Cell-specific gene regulation in the developing human brain and genetic risk for neuropsychiatric disorders

Large-scale genetic studies have identified hundreds of regions of the human genome that commonly influence susceptibility to mental illnesses such as schizophrenia. The great majority of these risk variants are located in areas of the genome that do not encode proteins and are therefore thought to instead affect gene expression (i.e. the amount of that gene that the cell produces as RNA / protein). Recent studies indicate that many of these risk variants are active in the prenatal human brain, but the cells involved are unknown. We will use cutting-edge technology to determine the constituent cell types of 5 regions of the developing human brain and the genomic sites controlling gene expression within them. We will integrate these data with results from large genetic studies to delineate cell types of the prenatal brain that mediate genetic risk for psychiatric disorders. These studies will greatly advance our understanding of the cellular basis of major mental illnesses, which will promote improved treatments for these conditions.

Large-scale genome-wide association studies (GWAS) have identified hundreds of risk loci that are commonly involved in neuropsychiatric disorders such as schizophrenia. Nearly all of these associations implicate non-coding regions of the genome and are therefore thought to reflect variants affecting gene regulation. Recent data indicate that an appreciable number of risk loci for neuropsychiatric disorders are active in the human prenatal brain, but the cells mediating these effects are unknown. We will perform single cell RNA sequencing and open chromatin profiling (ATAC-Seq) in order to define the constituent cell types of 5 regions of the human 2nd trimester foetal brain and the genomic sites controlling gene expression within them. We will integrate these data with results from large genomic studies of neuropsychiatric disorders in order to delineate cell types of the prenatal brain that mediate genetic risk for these conditions both at the polygenic level (through analyses of partitioned heritability) and at individual high-confidence risk loci.
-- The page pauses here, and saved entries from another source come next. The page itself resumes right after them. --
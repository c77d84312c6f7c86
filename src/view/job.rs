use crate::cache::ResourceCache;
use crate::domain::{Job, JobApplied, JobReported, JobSaved};
use crate::error::AppError;
use crate::optimistic::{OptimisticStore, Reconciliation, StoreHandle};
use crate::remote::Remote;
use crate::session::{AppContext, Session};

#[derive(Debug, Clone, Copy, Default, PartialEq, Eq)]
pub struct JobPending {
    pub saved: bool,
    pub reported: bool,
    pub applied: bool,
}

#[derive(Debug, Clone, PartialEq)]
pub struct JobProps {
    pub job: Job,
    pub is_saved: bool,
    pub is_reported: bool,
    pub is_applied: bool,
    pub num_applicants: u32,
    pub pending: JobPending,
    pub error: Option<String>,
    /// The viewer posted this listing; apply is hidden for them.
    pub viewer_is_poster: bool,
}

impl JobProps {
    pub fn from_store(store: &OptimisticStore<Job>, session: &Session) -> Self {
        let job = store.view().clone();
        Self {
            is_saved: job.is_saved,
            is_reported: job.is_reported,
            is_applied: job.is_applied,
            num_applicants: job.num_applicants,
            pending: JobPending {
                saved: store.is_pending::<JobSaved>(),
                reported: store.is_pending::<JobReported>(),
                applied: store.is_pending::<JobApplied>(),
            },
            error: store.error().map(str::to_owned),
            viewer_is_poster: job
                .poster_id
                .as_deref()
                .is_some_and(|poster| session.is_viewer(poster)),
            job,
        }
    }
}

pub struct JobCard<'c, C, X> {
    ctx: &'c AppContext<C, X>,
    store: StoreHandle<Job>,
}

impl<'c, C: ResourceCache, X: Remote> JobCard<'c, C, X> {
    pub fn new(ctx: &'c AppContext<C, X>, job: Job) -> Self {
        Self {
            ctx,
            store: super::mount(ctx, job),
        }
    }

    pub async fn load(ctx: &'c AppContext<C, X>, id: &str) -> Result<Option<Self>, AppError> {
        Ok(super::load::<Job, C, X>(ctx, id)
            .await?
            .map(|job| Self::new(ctx, job)))
    }

    pub fn store(&self) -> &StoreHandle<Job> {
        &self.store
    }

    pub fn props(&self) -> Result<JobProps, AppError> {
        let session = self.ctx.session();
        Ok(self.store.read(|store| JobProps::from_store(store, session))?)
    }

    pub fn dismiss_error(&self) -> Result<Option<String>, AppError> {
        Ok(self.store.take_error()?)
    }

    pub async fn toggle_save(&self) -> Result<Reconciliation, AppError> {
        self.ctx.reconciler().toggle::<JobSaved>(&self.store).await
    }

    pub async fn toggle_report(&self) -> Result<Reconciliation, AppError> {
        self.ctx.reconciler().toggle::<JobReported>(&self.store).await
    }

    /// One-click apply.
    pub async fn apply(&self) -> Result<Reconciliation, AppError> {
        self.ctx.reconciler().mutate::<JobApplied>(&self.store, true).await
    }

    pub async fn withdraw(&self) -> Result<Reconciliation, AppError> {
        self.ctx.reconciler().mutate::<JobApplied>(&self.store, false).await
    }

    pub async fn refresh(&self) -> Result<(), AppError> {
        self.ctx.reconciler().refresh(&self.store).await?;
        Ok(())
    }

    pub fn unmount(self) -> Result<(), AppError> {
        Ok(self.store.unmount()?)
    }
}
//! HTTP transport for the remote contract (requires the `http` feature).
//!
//! Sends each [`RemoteRequest`] as a JSON request against a base URL. A
//! non-2xx response becomes a [`RemoteError`] with the response status and
//! the server's `error`/`message` field when the body carries one.

use std::time::Duration;

use serde_json::Value;

use super::{Method, Remote, RemoteError, RemoteRequest};
use crate::config::ClientConfig;

/// Remote backed by a reqwest client.
#[derive(Clone)]
pub struct HttpRemote {
    client: reqwest::Client,
    base_url: String,
}

impl HttpRemote {
    /// Create a remote for the given base URL (e.g., `http://127.0.0.1:8080`).
    pub fn new(base_url: impl Into<String>) -> Self {
        Self {
            client: reqwest::Client::new(),
            base_url: base_url.into().trim_end_matches('/').to_string(),
        }
    }

    /// Create a remote from client configuration.
    pub fn from_config(config: &ClientConfig) -> Result<Self, RemoteError> {
        let client = reqwest::Client::builder()
            .timeout(Duration::from_millis(config.timeout_ms))
            .build()
            .map_err(|e| RemoteError::new(format!("http client setup failed: {}", e)))?;
        Ok(Self {
            client,
            base_url: config.base_url.trim_end_matches('/').to_string(),
        })
    }

    pub fn base_url(&self) -> &str {
        &self.base_url
    }

    fn url(&self, endpoint: &str) -> String {
        format!("{}{}", self.base_url, endpoint)
    }
}

impl Remote for HttpRemote {
    async fn call(&self, request: &RemoteRequest) -> Result<Value, RemoteError> {
        let url = self.url(&request.endpoint);
        let builder = match request.method {
            Method::Get => self.client.get(&url),
            Method::Post => self.client.post(&url),
            Method::Put => self.client.put(&url),
            Method::Patch => self.client.patch(&url),
            Method::Delete => self.client.delete(&url),
        };
        let builder = match &request.payload {
            Some(payload) => builder.json(payload),
            None => builder,
        };

        log::debug!("http {}", request);
        let response = builder
            .send()
            .await
            .map_err(|e| RemoteError::new(format!("{} failed: {}", request, e)))?;

        let status = response.status();
        let body = response
            .text()
            .await
            .map_err(|e| RemoteError::with_status(status.as_u16(), e.to_string()))?;
        let value = if body.trim().is_empty() {
            Value::Null
        } else {
            serde_json::from_str(&body).unwrap_or(Value::String(body))
        };

        if status.is_success() {
            Ok(value)
        } else {
            Err(RemoteError::with_status(
                status.as_u16(),
                error_message(&value, status.canonical_reason().unwrap_or("request failed")),
            ))
        }
    }
}

fn error_message(body: &Value, default: &str) -> String {
    body.get("error")
        .or_else(|| body.get("message"))
        .and_then(Value::as_str)
        .or_else(|| body.as_str())
        .unwrap_or(default)
        .to_string()
}
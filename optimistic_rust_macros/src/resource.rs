use proc_macro::TokenStream;
use proc_macro2::Span;
use quote::quote;
use syn::{Data, DeriveInput, Fields, LitStr};

pub fn derive_resource(input: TokenStream) -> TokenStream {
    let input = syn::parse_macro_input!(input as DeriveInput);
    let name = &input.ident;

    let collection = collection_name(&input);

    let id_field = match extract_id_field(&input) {
        Ok(field) => field,
        Err(err) => return err.to_compile_error().into(),
    };

    let expanded = quote! {
        impl optimistic_rust::Resource for #name {
            const COLLECTION: &'static str = #collection;

            fn id(&self) -> String {
                self.#id_field.to_string()
            }
        }
    };

    TokenStream::from(expanded)
}

fn collection_name(input: &DeriveInput) -> String {
    for attr in &input.attrs {
        if !attr.path().is_ident("resource") {
            continue;
        }

        let mut collection = None;
        let _ = attr.parse_nested_meta(|meta| {
            if meta.path.is_ident("collection") {
                let value: LitStr = meta.value()?.parse()?;
                collection = Some(value.value());
            }
            Ok(())
        });

        if let Some(c) = collection {
            return c;
        }
    }

    let mut plural = to_snake_case(&input.ident.to_string());
    plural.push('s');
    plural
}

fn extract_id_field(input: &DeriveInput) -> syn::Result<syn::Ident> {
    let Data::Struct(data_struct) = &input.data else {
        return Err(syn::Error::new(
            input.ident.span(),
            "Resource derive: only structs with named fields are supported",
        ));
    };
    let Fields::Named(fields) = &data_struct.fields else {
        return Err(syn::Error::new(
            input.ident.span(),
            "Resource derive: only structs with named fields are supported",
        ));
    };

    for field in &fields.named {
        for attr in &field.attrs {
            if !attr.path().is_ident("resource") {
                continue;
            }
            let mut is_id = false;
            let _ = attr.parse_nested_meta(|meta| {
                if meta.path.is_ident("id") {
                    is_id = true;
                }
                Ok(())
            });
            if is_id {
                if let Some(ident) = &field.ident {
                    return Ok(ident.clone());
                }
            }
        }
    }

    fields
        .named
        .iter()
        .filter_map(|field| field.ident.as_ref())
        .find(|ident| *ident == "id")
        .cloned()
        .ok_or_else(|| {
            syn::Error::new(
                Span::call_site(),
                "Resource derive: no field marked with #[resource(id)] and no field named `id`",
            )
        })
}

fn to_snake_case(name: &str) -> String {
    let mut snake = String::with_capacity(name.len() + 4);
    for ch in name.chars() {
        if ch.is_uppercase() && !snake.is_empty() {
            snake.push('_');
        }
        snake.extend(ch.to_lowercase());
    }
    snake
}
These studies will greatly improve our understanding of the aetiology and cellular basis of neuropsychiatric disorders as well as of gene regulation in the developing human brain.

Although neuropsychiatric disorders are common and associated with considerable individual and societal burden, we know very little about the underlying neurobiology of these conditions. Elucidating the molecular and cellular mechanisms by which identified genetic risk variants operate will be an essential first step in advancing our biological understanding of these disorders, with the ultimate goal of developing improved treatments and possibly even prevention strategies.

In the short term, the primary beneficiaries of our research will be other researchers in academia and industry. Our identification of foetal brain cells in which genetic risk variants for neuropsychiatric disorders are active will benefit research seeking to understand the biological basis of these conditions. For example, it will foster more valid cellular and animal models for these disorders, with which improved therapies can be developed and tested. In addition, our mapping of regulatory genomic sites and gene networks within defined cell populations of the foetal brain will advance understanding of gene regulation in human brain development more generally, and this is likely to be relevant to many other disorders of the central nervous system.

We will maximise the impact of this research by publishing our findings in open access journals, extensive data sharing, conference presentations, and rapid dissemination of findings to academic and industrial communities seeking to advance therapeutics for neuropsychiatric and other central nervous system disorders.